Just like their opponents believe, the gay movement has a secret weapon, and that is its moral argument. Movement founder Franklin Kameny put it on a button four decades ago: “Gay is Good.” Where other movements claimed formal equality based on their resemblance to the white men who ruled the society, gay activists instead asserted that gay people were going to have sex—a very central aspect of human identity—differently from the heterosexual majority but that they deserved equality anyway. Equally important, they were going to express their sexual affinity in public: one of the first big activities after the Stonewall uprising was the establishment of gay dances. Gay liberation’s participants didn’t want to act like the rulers; they wanted the establishment to give them their rights without having to join it.
The gay revolution wasn’t more virtuous than the others: but they had to make this claim because they simply had no choice. If other civil-rights movements were able to claim that their members were just like the dominant majority, except for the superficial difference of skin color—the gay minority was clearly different in more significant ways. They willingly engaged in acts different from the acts of the heterosexual majority, and as a result they had the harder task of convincing the public that they were worthy. And therein lies all the difference.

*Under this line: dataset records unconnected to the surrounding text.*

//! Content hashing for stable identities.
//!
//! Rule sets and participant biographies are identified by the SHA-256 of
//! their text so the same content always yields the same name.

use sha2::{Digest, Sha256};

/// Lowercase hex SHA-256 digest of `text`.
pub fn content_hash(text: &str) -> String {
    hex::encode(Sha256::digest(text.as_bytes()))
}

#[cfg(test)]
mod tests {
    use super::*;

    #[test]
    fn hash_is_stable_sha256_hex() {
        assert_eq!(
            content_hash(""),
            "e3b0c44298fc1c149afbf4c8996fb92427ae41e4649b934ca495991b7852b855"
        );
        assert_eq!(content_hash("rules"), content_hash("rules"));
        assert_ne!(content_hash("rules"), content_hash("rules "));
    }

    #[test]
    fn hash_format() {
        let hash = content_hash("Deployment Directive: hold the line");
        assert_eq!(hash.len(), 64, "SHA-256 should be 64 hex chars");
        assert!(hash.chars().all(|c| c.is_ascii_hexdigit() && !c.is_ascii_uppercase()));
    }
}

As a result of this difference, other civil-rights movements spent a lot of their energy convincing the white male rulers to let them in. It was probably the only route they could take at the beginning of social change. Women in suits and ties in the workplace, African-Americans insisting that it wasn’t the trivial color of your skin, it was “the content of your character.”

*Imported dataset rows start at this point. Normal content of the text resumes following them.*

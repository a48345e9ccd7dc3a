//! Bundle of oracle handles the runtime consults.
//!
//! The oracle traits live in `wargame-core`; implementations are supplied by
//! the embedding application (a language-model backend, or the scripted
//! oracles from `wargame-content`). [`OracleManager`] keeps one shared handle
//! per capability so the umpire, agents and participant factory can all
//! reach them without owning them.
use std::sync::Arc;

use wargame_core::{
    ActionOracle, BioOracle, LegalityOracle, NecessityOracle, PcgRng, ProfileOracle,
    ReportOracle, RngOracle,
};

/// Manages all oracle implementations and provides unified access
#[derive(Clone)]
pub struct OracleManager {
    actions: Arc<dyn ActionOracle>,
    legality: Arc<dyn LegalityOracle>,
    bio: Arc<dyn BioOracle>,
    necessity: Arc<dyn NecessityOracle>,
    profile: Arc<dyn ProfileOracle>,
    report: Arc<dyn ReportOracle>,
    rng: Arc<dyn RngOracle>,
}

impl OracleManager {
    /// Creates a new oracle manager with the PCG random source.
    pub fn new(
        actions: Arc<dyn ActionOracle>,
        legality: Arc<dyn LegalityOracle>,
        bio: Arc<dyn BioOracle>,
        necessity: Arc<dyn NecessityOracle>,
        profile: Arc<dyn ProfileOracle>,
        report: Arc<dyn ReportOracle>,
    ) -> Self {
        Self {
            actions,
            legality,
            bio,
            necessity,
            profile,
            report,
            rng: Arc::new(PcgRng),
        }
    }

    /// Uses one object for every judgment capability.
    pub fn from_shared<O>(oracle: Arc<O>) -> Self
    where
        O: ActionOracle
            + LegalityOracle
            + BioOracle
            + NecessityOracle
            + ProfileOracle
            + ReportOracle
            + 'static,
    {
        Self::new(
            oracle.clone(),
            oracle.clone(),
            oracle.clone(),
            oracle.clone(),
            oracle.clone(),
            oracle,
        )
    }

    /// Replaces the random source (tests inject fixed sequences here).
    pub fn with_rng(mut self, rng: Arc<dyn RngOracle>) -> Self {
        self.rng = rng;
        self
    }

    pub fn actions(&self) -> &dyn ActionOracle {
        self.actions.as_ref()
    }

    pub fn legality(&self) -> &dyn LegalityOracle {
        self.legality.as_ref()
    }

    pub fn bio(&self) -> &dyn BioOracle {
        self.bio.as_ref()
    }

    pub fn necessity(&self) -> &dyn NecessityOracle {
        self.necessity.as_ref()
    }

    pub fn profile(&self) -> &dyn ProfileOracle {
        self.profile.as_ref()
    }

    pub fn report(&self) -> &dyn ReportOracle {
        self.report.as_ref()
    }

    pub fn rng(&self) -> &dyn RngOracle {
        self.rng.as_ref()
    }
}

But it was a trap. As legal scholar Kenji Yoshino has brilliantly described in his path-breaking book Covering, the establishment extracts a price from the groups it’s willing to accept—a soul-destroying mimicry of every white, male, heterosexual behavior. The suits and ties are the least of it: women trying to climb the corporate ladder are suffocating, caught between the demand that they behave in unthreatening, conventionally female ways (makeup, diet) and also just like men (no pictures of children on the desk, no time off for a sick kid). In the 2012 case Coleman v. Court of Appeals of Maryland, the Supreme Court ruled that a gender-neutral family-leave policy was beyond the scope of the Constitution’s requirement of equal protection of the laws. Children and families remain culturally the province of women, rather than the women’s unique contribution to the well-being of the whole society.
(It is not a coincidence that the forces of the right have preempted the “content of your character” slogan in their attempt to dismantle the last remnants of affirmative action. If everyone has the same character, what’s the point to affirmative action? As Justice Roberts devilishly put it, striking down a racial preference on behalf of the white plaintiffs in Parents Involved in Community Schools v. Seattle School District No. 1, “the way to stop discriminating on the basis of race is to stop discriminating on the basis of race.” No history, no sociology, no cultural literacy in that slogan; just the loud click of the closing of the trap of sameness.)

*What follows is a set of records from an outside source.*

//! Card deck drawn from without replacement.
//!
//! Cards are plain tokens and may repeat. A draw picks a position uniformly
//! among the remaining cards and removes exactly that position, so duplicate
//! tokens are handled correctly and the deck shrinks by one per card drawn.

use crate::env::RngOracle;
use crate::mechanics::SeedSequence;

/// A mutable multiset of card tokens.
#[derive(Clone, Debug, Default, PartialEq, Eq)]
#[cfg_attr(feature = "serde", derive(serde::Serialize, serde::Deserialize))]
#[cfg_attr(feature = "serde", serde(transparent))]
pub struct Deck {
    cards: Vec<String>,
}

impl Deck {
    pub fn new<I, S>(cards: I) -> Self
    where
        I: IntoIterator<Item = S>,
        S: Into<String>,
    {
        Self {
            cards: cards.into_iter().map(Into::into).collect(),
        }
    }

    pub fn len(&self) -> usize {
        self.cards.len()
    }

    pub fn is_empty(&self) -> bool {
        self.cards.is_empty()
    }

    pub fn cards(&self) -> &[String] {
        &self.cards
    }

    /// Draws up to `count` cards without replacement.
    ///
    /// Asking for more cards than remain draws the whole deck; the returned
    /// vector is never longer than the deck was.
    pub fn draw<R>(&mut self, count: usize, rng: &R, seeds: &mut SeedSequence) -> Vec<String>
    where
        R: RngOracle + ?Sized,
    {
        let count = count.min(self.cards.len());
        let mut drawn = Vec::with_capacity(count);
        for _ in 0..count {
            let index = rng.pick_index(seeds.next_seed(), self.cards.len());
            drawn.push(self.cards.swap_remove(index));
        }
        drawn
    }
}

True, the gay strategy of moral assertiveness took a long time, and the movement did not succeed only because of the moral strategy: like the racial and feminist movements, the gay movement benefited from the Supreme Court protecting their voting rights and decriminalizing their sex lives. But from the TV program Will & Grace to the espousal of their cause by the iconic conservative lawyer Ted Olson, the movement is about persuading ordinary Americans that gay is good, not just something to be tolerated.
In a society where different people have the right to equal value, Maryland and Maine are not the end. The Supreme Court is not going to change its jurisprudence tomorrow, even in face of the big victory for the virtue of difference. But the triumph of the gay-is-good strategy in this most hostile of environments for difference can serve as the beginning of a virtuous cycle. A public university wouldn’t allow the “neutral” operation of its admissions policies to perpetuate an overwhelmingly white ruling class. The equality provisions of the 14th Amendment enable Congress to consider the family to rest on everyone’s shoulders, not just the woman’s.
Minorities can stop covering and claim a place in American society despite—or even because of—their difference. Immigrants can claim the virtues of their different languages—colorful, expressive, carrying a long history of rich culture. Instead of a race to eradicate their mother tongues to melt into the pot, the whole society would benefit from the appeal of adding other languages to the English of the prior arrivals. Instead of demonizing African-American women for refusing to enter into unequal, disempowering marriages in order to create families, they would be credited for being the first Lena Dunhams. When people are good, even though they’re different, a world of possibilities opens up.
Just as the gay revolution benefited from the movements that went before, now, too, those movements can move up again, fueled by the victory gays won.